Our simulation study suggests the feasibility of detecting the QI using the BMS or the ABMS approach for a relatively large number of predictors. Our simulated data have one or two true interaction terms for η1 or η2 and η3, respectively. The mTests ideally should be close to one or two for η1 or η2 and η3 accordingly. A deviation towards smaller value indicates the selected model missed true interaction terms. Conversely, a deviation towards larger values indicates that false interaction terms were included in the selected model for the QI test. When p = 25, the much smaller mTests from ABMS method indicates the advantage of using the adaptive variable screen phase. The BMS method does not involve a variable screening phase. It tends to have poor power if the number of covariates is large relative to the sample size. However, the ABMS method could falsely remove important predictors during the variable screening phase. Apparently, when the number of main effects is relatively small (p = 5) to the sample size, the BMS method is better than ABMS. To obtain reasonably stable estimates of the regression coefficients, the rule of thumb is to have a minimum of 10 subjects in the smaller category in logistic regression or 10 events in the Cox model per predictor variable [18, 24]. A relaxed version could be used in guiding the choice of BMS or ABMS. If the number of main effects is larger than 1/10th of the effective sample size, the ABMS method is recommended.
4. Applications
4.1. Colorectal Cancer Phase III Trial
We illustrate the method using the data from a previously reported randomized Phase III trial [11, 25]. The primary objective of the study was to compare the effect of combinations of chemotherapy agents in patients with advanced colorectal cancer. At the time of planning the trial, two chemotherapy drugs had been approved by the Food and Drug Administration (FDA) for treatment of advanced colon cancer: 5-fluorouracil (5-FU) and irinotecan (CPT-11), while Oxaliplatin (OXAL), a cis-platinum analogue with activity in colorectal cancer, was an investigational agent in the U.S. and Canada. Two experimental combinations of regimens,5-FU+OXAL and OXAL+CPT-11, were compared to the standard regimen, 5-FU+CPT-11, in the trial. We refer to these regimens as Arm F, Arm G and the control as Arm A, respectively. A total of 1705 patients were included in the study, of which 513 (115 patients in arm A, 292 patients in arm F, and 106 patients in arm G) were genotyped for 23 biomarkers. These biomarkers were selected based on previous reports indicating that they were related to bioactivity of the chemotherapies by direct or indirect mechanisms. Descriptive summaries of the covariates were reported in Table 1 in [11].

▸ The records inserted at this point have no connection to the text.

//! Fixed-point arithmetic helpers.
//!
//! All settlement math runs on `u128` with explicit overflow checks and
//! truncating division; nothing here ever rounds up.

use crate::error::{Error, Result};
use crate::utils::constants::{BPS_DIVISOR, COLLATERAL_SCALE};

// ═══════════════════════════════════════════════════════════════════════════════
// SAFE ARITHMETIC OPERATIONS
// ═══════════════════════════════════════════════════════════════════════════════

/// Safe addition with overflow check
pub fn safe_add(a: u128, b: u128) -> Result<u128> {
    a.checked_add(b).ok_or(Error::Overflow {
        operation: format!("{} + {}", a, b),
    })
}

/// Safe multiplication then division, truncating.
/// Computes (a * b) / c
pub fn safe_mul_div(a: u128, b: u128, c: u128) -> Result<u128> {
    if c == 0 {
        return Err(Error::InvalidParameter {
            name: "divisor".into(),
            reason: "division by zero".into(),
        });
    }
    let product = a.checked_mul(b).ok_or(Error::Overflow {
        operation: format!("({} * {}) / {}", a, b, c),
    })?;
    Ok(product / c)
}

// ═══════════════════════════════════════════════════════════════════════════════
// ISSUANCE CALCULATIONS
// ═══════════════════════════════════════════════════════════════════════════════

/// Issued amount (6 decimals) for an 18-decimal collateral amount at a
/// 6-decimal price: `collateral * price / 10^18`
pub fn issued_for_collateral(collateral: u128, price: u64) -> Result<u128> {
    safe_mul_div(collateral, price as u128, COLLATERAL_SCALE)
}

/// Collateral (18 decimals) paid out for an issued amount at a 6-decimal
/// price: `issued * 10^18 / price`
pub fn collateral_for_issued(issued: u128, price: u64) -> Result<u128> {
    if price == 0 {
        return Err(Error::OraclePriceInvalid("price is zero".into()));
    }
    safe_mul_div(issued, COLLATERAL_SCALE, price as u128)
}

// ═══════════════════════════════════════════════════════════════════════════════
// RATIOS
// ═══════════════════════════════════════════════════════════════════════════════

/// Absolute move from `reference` to `value` in basis points of `reference`
/// (truncated). Zero reference yields zero.
pub fn move_bps(reference: u64, value: u64) -> u64 {
    if reference == 0 {
        return 0;
    }
    let diff = reference.abs_diff(value) as u128;
    let bps = diff * BPS_DIVISOR as u128 / reference as u128;
    bps.min(u64::MAX as u128) as u64
}

/// Check if a value is within `max_bps` of a reference, compared exactly:
/// `|value - reference| * 10000 <= reference * max_bps`
pub fn within_bps(reference: u64, value: u64, max_bps: u64) -> bool {
    let diff = reference.abs_diff(value) as u128;
    diff * BPS_DIVISOR as u128 <= reference as u128 * max_bps as u128
}

/// Ratio `part / whole` in basis points, saturating at `u64::MAX`.
/// A zero `whole` yields `u64::MAX`.
pub fn ratio_bps(part: u128, whole: u128) -> u64 {
    if whole == 0 {
        return u64::MAX;
    }
    let ratio = part.saturating_mul(BPS_DIVISOR as u128) / whole;
    ratio.min(u64::MAX as u128) as u64
}

/// Apply a signed basis-point offset to a value, never going below 1
pub fn apply_signed_bps(value: u64, offset_bps: i64) -> u64 {
    let delta = (value as i128) * (offset_bps as i128) / BPS_DIVISOR as i128;
    let result = (value as i128 + delta).max(1);
    result.min(u64::MAX as i128) as u64
}

#[cfg(test)]
mod tests {
    use super::*;
    use proptest::prelude::*;

    #[test]
    fn test_issued_for_collateral_concrete() {
        // 1 collateral at $4500 issues 4500 tokens
        let issued = issued_for_collateral(COLLATERAL_SCALE, 4_500_000_000).unwrap();
        assert_eq!(issued, 4_500_000_000);
    }

    #[test]
    fn test_issued_truncates() {
        // 1 wei at $4500 rounds down to zero
        assert_eq!(issued_for_collateral(1, 4_500_000_000).unwrap(), 0);
    }

    #[test]
    fn test_collateral_for_issued_zero_price() {
        assert!(collateral_for_issued(1_000_000, 0).is_err());
    }

    #[test]
    fn test_overflow_detected() {
        assert!(matches!(
            safe_mul_div(u128::MAX, 2, 1),
            Err(Error::Overflow { .. })
        ));
    }

    #[test]
    fn test_within_bps() {
        // +2.2% within 5%
        assert!(within_bps(4_500_000_000, 4_600_000_000, 500));
        // +11.1% outside 5%
        assert!(!within_bps(4_500_000_000, 5_000_000_000, 500));
        // exactly 5% is allowed
        assert!(within_bps(1_000_000, 1_050_000, 500));
        assert!(within_bps(1_000_000, 950_000, 500));
        assert!(!within_bps(1_000_000, 949_999, 500));
    }

    #[test]
    fn test_move_bps() {
        assert_eq!(move_bps(1_000_000, 1_050_000), 500);
        assert_eq!(move_bps(1_000_000, 900_000), 1000);
        assert_eq!(move_bps(0, 5), 0);
    }

    #[test]
    fn test_ratio_bps() {
        assert_eq!(ratio_bps(10, 100), 1000);
        assert_eq!(ratio_bps(1, 0), u64::MAX);
    }

    #[test]
    fn test_apply_signed_bps() {
        assert_eq!(apply_signed_bps(1_000_000, 100), 1_010_000);
        assert_eq!(apply_signed_bps(1_000_000, -100), 990_000);
        assert_eq!(apply_signed_bps(1, -10_000), 1);
    }

    proptest! {
        #[test]
        fn prop_issued_matches_formula(collateral in 0u128..1_000_000 * COLLATERAL_SCALE, price in 1u64..100_000_000_000) {
            let issued = issued_for_collateral(collateral, price).unwrap();
            prop_assert_eq!(issued, collateral * price as u128 / COLLATERAL_SCALE);
        }

        #[test]
        fn prop_round_trip_within_one_unit(issued in 1u128..1_000_000_000_000_000, price in 1u64..100_000_000_000) {
            let collateral = collateral_for_issued(issued, price).unwrap();
            let back = issued_for_collateral(collateral, price).unwrap();
            prop_assert!(back <= issued);
            prop_assert!(issued - back <= 1);
        }
    }
}
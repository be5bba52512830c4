//! Protocol module - issuance controller and its state machine.
//!
//! This module provides the controller that orchestrates mint, redeem and
//! oracle migration atomically, together with the events it emits.

pub mod controller;
pub mod events;
pub mod migration;
pub mod state;

pub use controller::*;
pub use events::*;
pub use state::*;
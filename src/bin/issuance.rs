//! Issuance Engine CLI
//!
//! Runs the engine against in-memory collaborators: mint/redeem scenarios,
//! the timelocked oracle migration, and configuration inspection.

use std::path::PathBuf;
use std::sync::Arc;

use anyhow::Context;
use clap::{Parser, Subcommand};
use console::{style, Term};

use issuance::prelude::*;
use issuance::utils::constants::{COLLATERAL_DECIMALS, PRICE_DECIMALS};

/// Controlled issuance engine - oracle-priced mint/redeem with risk controls
#[derive(Parser)]
#[command(name = "issuance")]
#[command(version = issuance::VERSION)]
#[command(about = "Command-line interface for the issuance engine", long_about = None)]
#[command(propagate_version = true)]
struct Cli {
    /// JSON configuration file; defaults plus ISSUANCE_* variables when absent
    #[arg(short, long, env = "ISSUANCE_CONFIG")]
    config: Option<PathBuf>,

    /// Enable verbose output
    #[arg(short, long)]
    verbose: bool,

    #[command(subcommand)]
    command: Commands,
}

#[derive(Subcommand)]
enum Commands {
    /// Run mint/redeem rounds against in-memory collaborators
    Simulate {
        /// Oracle price with 6 decimals
        #[arg(short, long, default_value = "4500000000")]
        price: u64,

        /// Collateral per mint with 18 decimals
        #[arg(short = 'a', long, default_value = "1000000000000000000")]
        collateral: u128,

        /// Number of mint/redeem rounds
        #[arg(short, long, default_value = "3")]
        rounds: u32,

        /// Pseudo-fluctuation range in basis points (0 disables)
        #[arg(short, long, default_value = "0")]
        fluctuation_bps: u64,
    },

    /// Walk through propose / execute of an oracle replacement
    Migrate {
        /// Price quoted by the current oracle
        #[arg(long, default_value = "4500000000")]
        from_price: u64,

        /// Price quoted by the candidate oracle
        #[arg(long, default_value = "4550000000")]
        to_price: u64,
    },

    /// Print the effective configuration as JSON
    Config {
        /// Also write it to this file
        #[arg(short, long)]
        save: Option<PathBuf>,
    },
}

fn main() {
    // Initialize logging
    tracing_subscriber::fmt()
        .with_env_filter(
            tracing_subscriber::EnvFilter::from_default_env()
                .add_directive(tracing::Level::INFO.into()),
        )
        .init();

    let cli = Cli::parse();
    let term = Term::stdout();

    if let Err(e) = run_command(&cli, &term) {
        eprintln!("{} {:#}", style("Error:").red().bold(), e);
        std::process::exit(1);
    }
}

fn run_command(cli: &Cli, term: &Term) -> anyhow::Result<()> {
    let config = load_config(cli)?;
    match &cli.command {
        Commands::Simulate {
            price,
            collateral,
            rounds,
            fluctuation_bps,
        } => cmd_simulate(cli, &config, *price, *collateral, *rounds, *fluctuation_bps, term),
        Commands::Migrate { from_price, to_price } => cmd_migrate(&config, *from_price, *to_price, term),
        Commands::Config { save } => cmd_config(&config, save.as_deref(), term),
    }
}

fn load_config(cli: &Cli) -> anyhow::Result<EngineConfig> {
    match &cli.config {
        Some(path) => EngineConfig::load(path)
            .with_context(|| format!("loading configuration from {}", path.display())),
        None => EngineConfig::from_env().context("reading ISSUANCE_* environment"),
    }
}

// ═══════════════════════════════════════════════════════════════════════════════
// ENGINE WIRING
// ═══════════════════════════════════════════════════════════════════════════════

struct Engine {
    controller: IssuanceController,
    oracle: Arc<ConfigurableOracle>,
    ledger: Arc<TokenLedger>,
    bank: Arc<CollateralBank>,
    registry: Arc<IssuerRegistry>,
    roles: Arc<RoleRegistry>,
    clock: ManualClock,
    admin: Address,
}

fn build_engine(config: &EngineConfig, price: Price) -> anyhow::Result<Engine> {
    let admin = Address::from_label("admin");
    let address = Address::from_label("controller");
    let clock = ManualClock::new(SystemClock.now());

    let roles = Arc::new(RoleRegistry::with_admin(admin));
    roles.grant_role(&admin, Role::Controller, address)?;

    let oracle = Arc::new(ConfigurableOracle::new(
        Address::from_label("oracle"),
        price,
        roles.clone(),
        Arc::new(clock.clone()),
    ));
    let ledger = Arc::new(TokenLedger::new("USDX", roles.clone()));
    let bank = Arc::new(CollateralBank::new());
    let registry = Arc::new(IssuerRegistry::new(
        &config.registry,
        roles.clone(),
        Arc::new(clock.clone()),
    ));
    registry.add_issuer(&admin, address, "simulation", config.registry.global_daily_limit)?;

    let controller = IssuanceController::new(
        address,
        config.controller.clone(),
        oracle.clone(),
        ledger.clone(),
        Arc::new(bank.account(address)),
        roles.clone(),
        Arc::new(clock.clone()),
    )?
    .with_registry(registry.clone(), address);

    Ok(Engine {
        controller,
        oracle,
        ledger,
        bank,
        registry,
        roles,
        clock,
        admin,
    })
}

// ═══════════════════════════════════════════════════════════════════════════════
// COMMAND HANDLERS
// ═══════════════════════════════════════════════════════════════════════════════

fn cmd_simulate(
    cli: &Cli,
    config: &EngineConfig,
    price: u64,
    collateral: u128,
    rounds: u32,
    fluctuation_bps: u64,
    term: &Term,
) -> anyhow::Result<()> {
    let engine = build_engine(config, price)?;
    let user = Address::from_label("user");
    let cooldown = config.controller.cooldown_secs;

    if fluctuation_bps > 0 {
        engine.oracle.enable_fluctuation(
            &engine.admin,
            fluctuation_bps,
            config.oracle.fluctuation_window_secs,
        )?;
    }

    term.write_line(&format!(
        "{} Simulating {} rounds at {} (cooldown {}s)",
        style("→").cyan(),
        rounds,
        style(format_units(price as u128, PRICE_DECIMALS)).green().bold(),
        cooldown
    ))?;

    for round in 1..=rounds {
        // The user deposits, then the mint pulls the deposit
        engine.bank.credit(&user, collateral);
        match engine.controller.mint(&user, collateral) {
            Ok(issued) => term.write_line(&format!(
                "  {} round {}: minted {} for {} collateral",
                style("✓").green(),
                round,
                style(format_units(issued, PRICE_DECIMALS)).green(),
                format_units(collateral, COLLATERAL_DECIMALS)
            ))?,
            Err(e) => term.write_line(&format!(
                "  {} round {}: mint rejected: {}",
                style("⚠").yellow(),
                round,
                e
            ))?,
        }

        engine.clock.advance(cooldown.max(1));
        let half = engine.ledger.balance_of(&user) / 2;
        if half > 0 {
            match engine.controller.redeem(&user, half) {
                Ok(out) => term.write_line(&format!(
                    "  {} round {}: redeemed {} for {} collateral",
                    style("✓").green(),
                    round,
                    format_units(half, PRICE_DECIMALS),
                    style(format_units(out, COLLATERAL_DECIMALS)).yellow()
                ))?,
                Err(e) => term.write_line(&format!(
                    "  {} round {}: redeem rejected: {}",
                    style("⚠").yellow(),
                    round,
                    e
                ))?,
            }
        }
        engine.clock.advance(cooldown.max(1));
    }

    term.write_line(&format!("\n{} Final state", style("ℹ").blue()))?;
    term.write_line(&format!(
        "  Reserve:        {}",
        format_units(engine.controller.reserve_balance(), COLLATERAL_DECIMALS)
    ))?;
    term.write_line(&format!(
        "  Supply:         {}",
        format_units(engine.ledger.total_supply(), PRICE_DECIMALS)
    ))?;
    term.write_line(&format!(
        "  User balance:   {}",
        format_units(engine.ledger.balance_of(&user), PRICE_DECIMALS)
    ))?;
    term.write_line(&format!(
        "  Global allowance left: {}",
        format_units(engine.registry.get_remaining_global_limit(), PRICE_DECIMALS)
    ))?;
    term.write_line(&format!(
        "  Last price:     {}",
        format_units(engine.controller.price_history().last_price as u128, PRICE_DECIMALS)
    ))?;

    if cli.verbose {
        term.write_line(&format!("\n{} Events", style("ℹ").blue()))?;
        for event in engine.controller.events() {
            term.write_line(&format!("  {}", serde_json::to_string(&event)?))?;
        }
    }
    Ok(())
}

fn cmd_migrate(config: &EngineConfig, from_price: u64, to_price: u64, term: &Term) -> anyhow::Result<()> {
    let engine = build_engine(config, from_price)?;
    let candidate = Arc::new(ConfigurableOracle::new(
        Address::from_label("oracle-next"),
        to_price,
        engine.roles.clone(),
        Arc::new(engine.clock.clone()),
    ));

    let eta = engine.controller.propose_oracle(&engine.admin, candidate)?;
    term.write_line(&format!(
        "{} Proposed {} (eta {})",
        style("→").cyan(),
        style(Address::from_label("oracle-next").short()).yellow(),
        eta
    ))?;

    engine.clock.set(eta - 1);
    match engine.controller.execute_oracle(&engine.admin) {
        Ok(_) => anyhow::bail!("oracle activated before its eta"),
        Err(e) => term.write_line(&format!("  {} one second early: {}", style("✓").green(), e))?,
    }

    engine.clock.set(eta);
    let price = engine.controller.execute_oracle(&engine.admin)?;
    term.write_line(&format!(
        "  {} activated at eta, first price {}",
        style("✓").green(),
        style(format_units(price as u128, PRICE_DECIMALS)).green().bold()
    ))?;

    match engine.controller.execute_oracle(&engine.admin) {
        Ok(_) => anyhow::bail!("oracle activated twice"),
        Err(e) => term.write_line(&format!("  {} repeat execute: {}", style("✓").green(), e))?,
    }

    term.write_line(&format!(
        "{} Active oracle: {}",
        style("ℹ").blue(),
        engine.controller.active_oracle().description()
    ))?;
    Ok(())
}

fn cmd_config(config: &EngineConfig, save: Option<&std::path::Path>, term: &Term) -> anyhow::Result<()> {
    term.write_line(&serde_json::to_string_pretty(config)?)?;
    if let Some(path) = save {
        config.save(path)?;
        term.write_line(&format!(
            "{} Saved to {}",
            style("✓").green(),
            path.display()
        ))?;
    }
    Ok(())
}

// ═══════════════════════════════════════════════════════════════════════════════
// HELPERS
// ═══════════════════════════════════════════════════════════════════════════════

fn format_units(amount: u128, decimals: u32) -> String {
    let scale = 10u128.pow(decimals);
    let whole = amount / scale;
    let frac = amount % scale;
    format!("{}.{:0width$}", whole, frac, width = decimals as usize)
}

For the purpose of illustration, we focus on the treatment comparison between Arm F and the standard treatment Arm A, and prespecified primary endpoint progression free survival. We applied the ABMS method with c = 10, Γ = .15, and Beta(2, 2). The λ1 equal to 1 for selecting models and 0.01 for selecting variables were used with the expected loss L(d,ν). The length of the two parallel MCMC chains was set to be 20,000, from which the first 1,000 iterations were discarded. The posterior mean of = Pr{α1 × (α1 + βp+j) < 0|Ml, Data} was used as for testing for QI. Results from the simulation studies (Table 2) suggest that with a total of about 140 events in 1:1 randomization and 25 potential predictors, the powers to detect a true QI from models η1 and η2 are 0.978 and 0.858, respectively. Hence, in this application data set with 296 events and 2:1 randomization, we expect that the power is not less than 80%.

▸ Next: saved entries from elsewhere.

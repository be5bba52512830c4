//! Input validation utilities.
//!
//! Shared checks run before any state is touched.

use crate::error::{Error, Result};
use crate::utils::constants::*;
use crate::utils::crypto::Address;

// ═══════════════════════════════════════════════════════════════════════════════
// AMOUNT VALIDATION
// ═══════════════════════════════════════════════════════════════════════════════

/// Validate that an amount is non-zero
pub fn validate_non_zero(amount: u128, name: &str) -> Result<()> {
    if amount == 0 {
        return Err(Error::InvalidParameter {
            name: name.into(),
            reason: "amount cannot be zero".into(),
        });
    }
    Ok(())
}

/// Validate that an amount meets a minimum
pub fn validate_minimum(amount: u128, minimum: u128, what: &'static str) -> Result<()> {
    if amount < minimum {
        return Err(Error::AmountTooSmall {
            what,
            amount,
            minimum,
        });
    }
    Ok(())
}

// ═══════════════════════════════════════════════════════════════════════════════
// RATIO VALIDATION
// ═══════════════════════════════════════════════════════════════════════════════

/// Validate a basis-point ratio lies in (0, 10000]
pub fn validate_bps(bps: u64, name: &str) -> Result<()> {
    if bps == 0 || bps > BPS_DIVISOR {
        return Err(Error::InvalidParameter {
            name: name.into(),
            reason: format!("{} bps outside (0, {}]", bps, BPS_DIVISOR),
        });
    }
    Ok(())
}

// ═══════════════════════════════════════════════════════════════════════════════
// IDENTITY VALIDATION
// ═══════════════════════════════════════════════════════════════════════════════

/// Validate that an address is not the zero address
pub fn validate_address(address: &Address, name: &str) -> Result<()> {
    if address.is_zero() {
        return Err(Error::InvalidParameter {
            name: name.into(),
            reason: "zero address".into(),
        });
    }
    Ok(())
}

/// Validate an issuer display name
pub fn validate_issuer_name(name: &str) -> Result<()> {
    if name.trim().is_empty() {
        return Err(Error::InvalidParameter {
            name: "name".into(),
            reason: "issuer name cannot be empty".into(),
        });
    }
    if name.len() > MAX_ISSUER_NAME_LENGTH {
        return Err(Error::InvalidParameter {
            name: "name".into(),
            reason: format!(
                "issuer name is {} bytes, max {}",
                name.len(),
                MAX_ISSUER_NAME_LENGTH
            ),
        });
    }
    Ok(())
}
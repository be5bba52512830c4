//! Capability checks.
//!
//! Every component (controller, each oracle, the registry, the in-memory
//! ledger) is constructed with its own role set. Roles are granted and
//! revoked by a holder of [`Role::SuperAdmin`]; components only ever ask
//! [`AccessControl::has_role`].

use serde::{Deserialize, Serialize};
use std::collections::{HashMap, HashSet};
use std::sync::RwLock;

use crate::error::{Error, Result};
use crate::utils::crypto::Address;

// ═══════════════════════════════════════════════════════════════════════════════
// ROLES
// ═══════════════════════════════════════════════════════════════════════════════

/// Capabilities recognised by the engine
#[derive(Debug, Clone, Copy, PartialEq, Eq, Hash, PartialOrd, Ord, Serialize, Deserialize)]
pub enum Role {
    /// Grants and revokes every other role
    SuperAdmin,
    /// Configuration, pausing, oracle migration, issuer management
    Admin,
    /// Emergency withdrawals
    Emergency,
    /// Allowed to mint/burn on a ledger or account on a registry
    Controller,
}

impl Role {
    /// Role name for logs and errors
    pub fn name(&self) -> &'static str {
        match self {
            Role::SuperAdmin => "SuperAdmin",
            Role::Admin => "Admin",
            Role::Emergency => "Emergency",
            Role::Controller => "Controller",
        }
    }
}

impl std::fmt::Display for Role {
    fn fmt(&self, f: &mut std::fmt::Formatter<'_>) -> std::fmt::Result {
        write!(f, "{}", self.name())
    }
}

// ═══════════════════════════════════════════════════════════════════════════════
// ACCESS CONTROL
// ═══════════════════════════════════════════════════════════════════════════════

/// Single authorization function injected into components
pub trait AccessControl: Send + Sync {
    /// Whether `account` holds `role`
    fn has_role(&self, account: &Address, role: Role) -> bool;

    /// Fail with `Unauthorized` unless `account` holds `role`
    fn require_role(&self, account: &Address, role: Role) -> Result<()> {
        if self.has_role(account, role) {
            Ok(())
        } else {
            Err(Error::Unauthorized(format!(
                "{} lacks {} role",
                account.short(),
                role
            )))
        }
    }
}

/// In-process role registry
#[derive(Debug)]
pub struct RoleRegistry {
    members: RwLock<HashMap<Role, HashSet<Address>>>,
}

impl RoleRegistry {
    /// Create a registry whose only member is `super_admin`
    pub fn new(super_admin: Address) -> Self {
        let mut members: HashMap<Role, HashSet<Address>> = HashMap::new();
        members.entry(Role::SuperAdmin).or_default().insert(super_admin);
        Self {
            members: RwLock::new(members),
        }
    }

    /// Create a registry where `admin` holds SuperAdmin, Admin and Emergency
    pub fn with_admin(admin: Address) -> Self {
        let registry = Self::new(admin);
        {
            let mut members = registry.members.write().unwrap_or_else(|e| e.into_inner());
            members.entry(Role::Admin).or_default().insert(admin);
            members.entry(Role::Emergency).or_default().insert(admin);
        }
        registry
    }

    /// Grant `role` to `account`; `granter` must hold SuperAdmin
    pub fn grant_role(&self, granter: &Address, role: Role, account: Address) -> Result<()> {
        self.require_role(granter, Role::SuperAdmin)?;
        if account.is_zero() {
            return Err(Error::InvalidParameter {
                name: "account".into(),
                reason: "cannot grant a role to the zero address".into(),
            });
        }
        let mut members = self.members.write().unwrap_or_else(|e| e.into_inner());
        if members.entry(role).or_default().insert(account) {
            tracing::info!(role = %role, account = %account.short(), "role granted");
        }
        Ok(())
    }

    /// Revoke `role` from `account`; `revoker` must hold SuperAdmin.
    /// The last SuperAdmin cannot be revoked.
    pub fn revoke_role(&self, revoker: &Address, role: Role, account: &Address) -> Result<()> {
        self.require_role(revoker, Role::SuperAdmin)?;
        let mut members = self.members.write().unwrap_or_else(|e| e.into_inner());
        let set = members.entry(role).or_default();
        if role == Role::SuperAdmin && set.len() == 1 && set.contains(account) {
            return Err(Error::InvalidParameter {
                name: "account".into(),
                reason: "cannot revoke the last SuperAdmin".into(),
            });
        }
        if set.remove(account) {
            tracing::info!(role = %role, account = %account.short(), "role revoked");
        }
        Ok(())
    }

    /// Members of a role
    pub fn members(&self, role: Role) -> Vec<Address> {
        let members = self.members.read().unwrap_or_else(|e| e.into_inner());
        let mut list: Vec<_> = members
            .get(&role)
            .map(|s| s.iter().copied().collect())
            .unwrap_or_default();
        list.sort();
        list
    }
}

impl AccessControl for RoleRegistry {
    fn has_role(&self, account: &Address, role: Role) -> bool {
        self.members
            .read()
            .unwrap_or_else(|e| e.into_inner())
            .get(&role)
            .map(|s| s.contains(account))
            .unwrap_or(false)
    }
}

#[cfg(test)]
mod tests {
    use super::*;

    #[test]
    fn test_super_admin_grants_and_revokes() {
        let root = Address::from_label("root");
        let ops = Address::from_label("ops");
        let roles = RoleRegistry::new(root);

        assert!(!roles.has_role(&ops, Role::Admin));
        roles.grant_role(&root, Role::Admin, ops).unwrap();
        assert!(roles.has_role(&ops, Role::Admin));

        roles.revoke_role(&root, Role::Admin, &ops).unwrap();
        assert!(!roles.has_role(&ops, Role::Admin));
    }

    #[test]
    fn test_non_super_admin_cannot_grant() {
        let root = Address::from_label("root");
        let ops = Address::from_label("ops");
        let roles = RoleRegistry::new(root);
        roles.grant_role(&root, Role::Admin, ops).unwrap();

        let result = roles.grant_role(&ops, Role::Emergency, ops);
        assert!(matches!(result, Err(Error::Unauthorized(_))));
    }

    #[test]
    fn test_last_super_admin_kept() {
        let root = Address::from_label("root");
        let roles = RoleRegistry::new(root);
        assert!(roles.revoke_role(&root, Role::SuperAdmin, &root).is_err());
        assert_eq!(roles.members(Role::SuperAdmin), vec![root]);
    }

    #[test]
    fn test_with_admin() {
        let admin = Address::from_label("admin");
        let roles = RoleRegistry::with_admin(admin);
        assert!(roles.has_role(&admin, Role::Admin));
        assert!(roles.has_role(&admin, Role::Emergency));
        assert!(!roles.has_role(&admin, Role::Controller));
        assert!(roles.require_role(&admin, Role::Controller).is_err());
    }
}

Our ABMS method resulted in making inference of QI with two iterations of the model selection phase. At the second iteration, a model with posterior probability of 0.64 was selected. The selected model only contains one QI with posterior probability of 0.87. The coefficients and the log HR of treatment effect under the selected model are plotted in Figure4. The KM curves by subgroups defined by the status of selected marker (dpyd_6) and treatment groups are plotted in Figure 5. A different λ1 value was used for sensitivity analysis, and the results are almost the same (results not shown). The marker dpyd_6 was a prognostic marker since the wild-type carriers had poor prognosis. It was also a predictive marker with a qualitative interaction effect. The posterior distribution (Figure 4(b)) of the HR in the dpyd_6 mutated group suggests that the treatment was superior overall (arm F) may not benefit this subgroup. Clearly this result is hypothesis generating only and would require confirmation in independent trials. However, since a majority of the patients had wild-type dpyd_6, giving experimental treatment to all the patients ignoring the status of dpyd_6 will not affect the conclusion that experimental treatment is more effective than the standard treatment.

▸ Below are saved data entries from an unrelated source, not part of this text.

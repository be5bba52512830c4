//! Issuance controller.
//!
//! Mints the issued token against collateral and redeems it back at the
//! active oracle's price. Every mutating call runs its whole
//! check-then-act sequence under one lock, so a call either commits
//! completely or leaves no trace.
//!
//! Mint pulls the caller's collateral before any accounting; when the
//! registry or the ledger then rejects the mint, the collateral is handed
//! back and the registry accounting reverted.
//!
//! Lock order is controller, then registry, then ledger. The only step that
//! runs outside the lock is the collateral payout at the very end of
//! [`IssuanceController::redeem`], after all bookkeeping is final; a
//! per-caller reentrancy guard stays held across it.

use std::sync::{Arc, Mutex, MutexGuard};

use crate::access::{AccessControl, Role};
use crate::core::config::ControllerConfig;
use crate::core::ledger::{CollateralTransfer, Ledger};
use crate::error::{Error, Result};
use crate::oracle::{Price, PriceOracle};
use crate::protocol::events::*;
use crate::protocol::state::{PauseState, PendingOracle, PriceHistory, RateLimiter};
use crate::registry::IssuerRegistry;
use crate::utils::crypto::Address;
use crate::utils::guard::ReentrancyGuard;
use crate::utils::math::{
    collateral_for_issued, issued_for_collateral, move_bps, safe_add, within_bps,
};
use crate::utils::time::{Clock, Timestamp};
use crate::utils::validation::{validate_address, validate_bps, validate_minimum, validate_non_zero};

// ═══════════════════════════════════════════════════════════════════════════════
// CONTROLLER STATE
// ═══════════════════════════════════════════════════════════════════════════════

pub(super) struct ControllerState {
    pub(super) config: ControllerConfig,
    pub(super) oracle: Arc<dyn PriceOracle>,
    pub(super) pending: Option<PendingOracle>,
    pub(super) pause: PauseState,
    pub(super) history: PriceHistory,
    pub(super) rate_limiter: RateLimiter,
    pub(super) reserve: u128,
    pub(super) events: EventLog,
}

/// Registry wiring: which issuer this controller accounts against
struct RegistryLink {
    registry: Arc<IssuerRegistry>,
    issuer_id: Address,
}

// ═══════════════════════════════════════════════════════════════════════════════
// ISSUANCE CONTROLLER
// ═══════════════════════════════════════════════════════════════════════════════

/// Oracle-priced mint/redeem engine
pub struct IssuanceController {
    pub(super) address: Address,
    pub(super) roles: Arc<dyn AccessControl>,
    pub(super) clock: Arc<dyn Clock>,
    ledger: Arc<dyn Ledger>,
    collateral: Arc<dyn CollateralTransfer>,
    registry: Option<RegistryLink>,
    guard: ReentrancyGuard<Address>,
    state: Mutex<ControllerState>,
}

We underline the importance of simulated power and FDR to guide the choice of different approaches (BMS or ABMS), as well as the sensitivity analysis of tuning parameters. The results of the example in this section may appear not persuasive regarding the merits of the proposed method. Nevertheless, these are likely the typical results in searching for rare QI effects in cancer clinical trials in practices.
4.2. Non-Small Cell Lung Cancer (NSCLC) Phase III Trial
DNA excision repair protein ERCC1 activity may serve as a marker in resistance to platinum chemotherapy drugs in patients with gastric, ovarian, colorectal, NSCLC, and bladder cancers. In NSCLC, patients whose tumors were surgically removed and received no further therapy have a better survival if ERCC1 high than if ERCC1 low. Thus, high ERCC1 is a favorable prognostic marker. However, NSCLC patients with high levels of ERCC1 do not benefit from adjuvant platinum chemotherapy, whereas ERCC1 low patients receive substantial benefit. High ERCC1 is thus a negative predictive marker for adjuvant platinum chemotherapy [26, 27]. Most of reported studies evaluated the ERCC1 at the RNA level, except for [26], in which the ERCC1 was measured by standard immunohistochemical (IHC) method. The median value of semiquantitative H scores was a priori chosen as the cutoff point for ERCC1 positivity tumors in [26]. Tissue microarray (TMA) is an efficient way to evaluate the protein activity in the exploratory phases. A fluorescent-based IHC method combined with automated quantitative analysis (AQUA)[28] allows rapid automated analysis of protein activities. AQUA identifies the separation of tumor from stromal elements and the sub-cellular localization of signals. The resulted quantitative scores lead to the question of identifying cutoff point for high or low protein activity.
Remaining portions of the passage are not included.